**Instructions to follow:**
All lines ahead of the one containing "self.hasher.update(data);" are to be left out; that line and each one after it, through the end of the records below, are to be duplicated exactly.

**Study material:**
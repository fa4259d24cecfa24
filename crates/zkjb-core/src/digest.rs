//! # Content Digests
//!
//! Defines [`ContentDigest`] and the SHA-256 computation paths. Every
//! fingerprint in the system — policy hashes, nullifiers, proof tokens — is
//! a 256-bit digest rendered as 64 lowercase hex characters.
//!
//! ## Invariant
//!
//! [`sha256_digest`] accepts only [`CanonicalBytes`], never raw `&[u8]`.
//! This guarantees every structured digest was computed from canonicalized
//! data. [`sha256_raw`] and [`Sha256Accumulator`] exist for the two
//! documented exceptions where the input is a byte string by definition
//! (nullifier preimages and composite proof-token inputs).

use serde::{Deserialize, Serialize};
use sha2::{Digest, Sha256};

use crate::canonical::CanonicalBytes;

/// A 32-byte SHA-256 digest.
///
/// Serializes as its lowercase hex form, which is the wire and storage
/// representation everywhere in the job board.
#[derive(Debug, Clone, Copy, PartialEq, Eq, Hash)]
pub struct ContentDigest([u8; 32]);

impl ContentDigest {
    /// Wrap raw digest bytes.
    pub fn from_bytes(bytes: [u8; 32]) -> Self {
        Self(bytes)
    }

    /// Access the raw digest bytes.
    pub fn as_bytes(&self) -> &[u8; 32] {
        &self.0
    }

    /// Return the digest as a lowercase hex string.
    pub fn to_hex(&self) -> String {
        self.0.iter().map(|b| format!("{b:02x}")).collect()
    }
}

impl std::fmt::Display for ContentDigest {
    fn fmt(&self, f: &mut std::fmt::Formatter<'_>) -> std::fmt::Result {
        f.write_str(&self.to_hex())
    }
}

impl Serialize for ContentDigest {
    fn serialize<S: serde::Serializer>(&self, serializer: S) -> Result<S::Ok, S::Error> {
        serializer.serialize_str(&self.to_hex())
    }
}

impl<'de> Deserialize<'de> for ContentDigest {
    fn deserialize<D: serde::Deserializer<'de>>(deserializer: D) -> Result<Self, D::Error> {
        let s = String::deserialize(deserializer)?;
        if s.len() != 64 || !s.chars().all(|c| c.is_ascii_hexdigit() && !c.is_ascii_uppercase()) {
            return Err(serde::de::Error::custom(
                "digest must be 64 lowercase hex characters",
            ));
        }
        let mut bytes = [0u8; 32];
        for (i, chunk) in s.as_bytes().chunks(2).enumerate() {
            let hex = std::str::from_utf8(chunk).map_err(serde::de::Error::custom)?;
            bytes[i] = u8::from_str_radix(hex, 16).map_err(serde::de::Error::custom)?;
        }
        Ok(Self(bytes))
    }
}

/// Compute a SHA-256 content digest from canonical bytes.
///
/// This is the standard digest path for structured values.
pub fn sha256_digest(data: &CanonicalBytes) -> ContentDigest {
    sha256_raw(data.as_bytes())
}

/// Compute a SHA-256 digest over raw bytes.
///
/// Reserved for inputs that are byte strings by definition (e.g. the
/// `"{job_id}||{secret}"` nullifier preimage). Structured values must go
/// through [`sha256_digest`] instead.
pub fn sha256_raw(data: &[u8]) -> ContentDigest {
    let mut hasher = Sha256::new();
    hasher.update(data);
    ContentDigest(hasher.finalize().into())
}

/// Incremental SHA-256 over multiple input segments.
///
/// Used where a digest covers a composite input (canonical bytes followed
/// by additional raw segments) without intermediate allocation.
#[derive(Default)]
pub struct Sha256Accumulator {
    hasher: Sha256,
}

impl Sha256Accumulator {
    /// Create an empty accumulator.
    pub fn new() -> Self {
        Self::default()
    }

    /// Feed a segment of bytes.
    pub fn update(&mut self, data: &[u8]) {
        self.hasher.update(data);
    }

    /// Finalize and return the digest.
    pub fn finalize(self) -> ContentDigest {
        ContentDigest(self.hasher.finalize().into())
    }

    /// Finalize and return the digest as lowercase hex.
    pub fn finalize_hex(self) -> String {
        self.finalize().to_hex()
    }
}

**Response box:**
        self.hasher.update(data);
    }

    /// Finalize and return the digest.
    pub fn finalize(self) -> ContentDigest {
        ContentDigest(self.hasher.finalize().into())
    }

    /// Finalize and return the digest as lowercase hex.
    pub fn finalize_hex(self) -> String {
        self.finalize().to_hex()
    }
}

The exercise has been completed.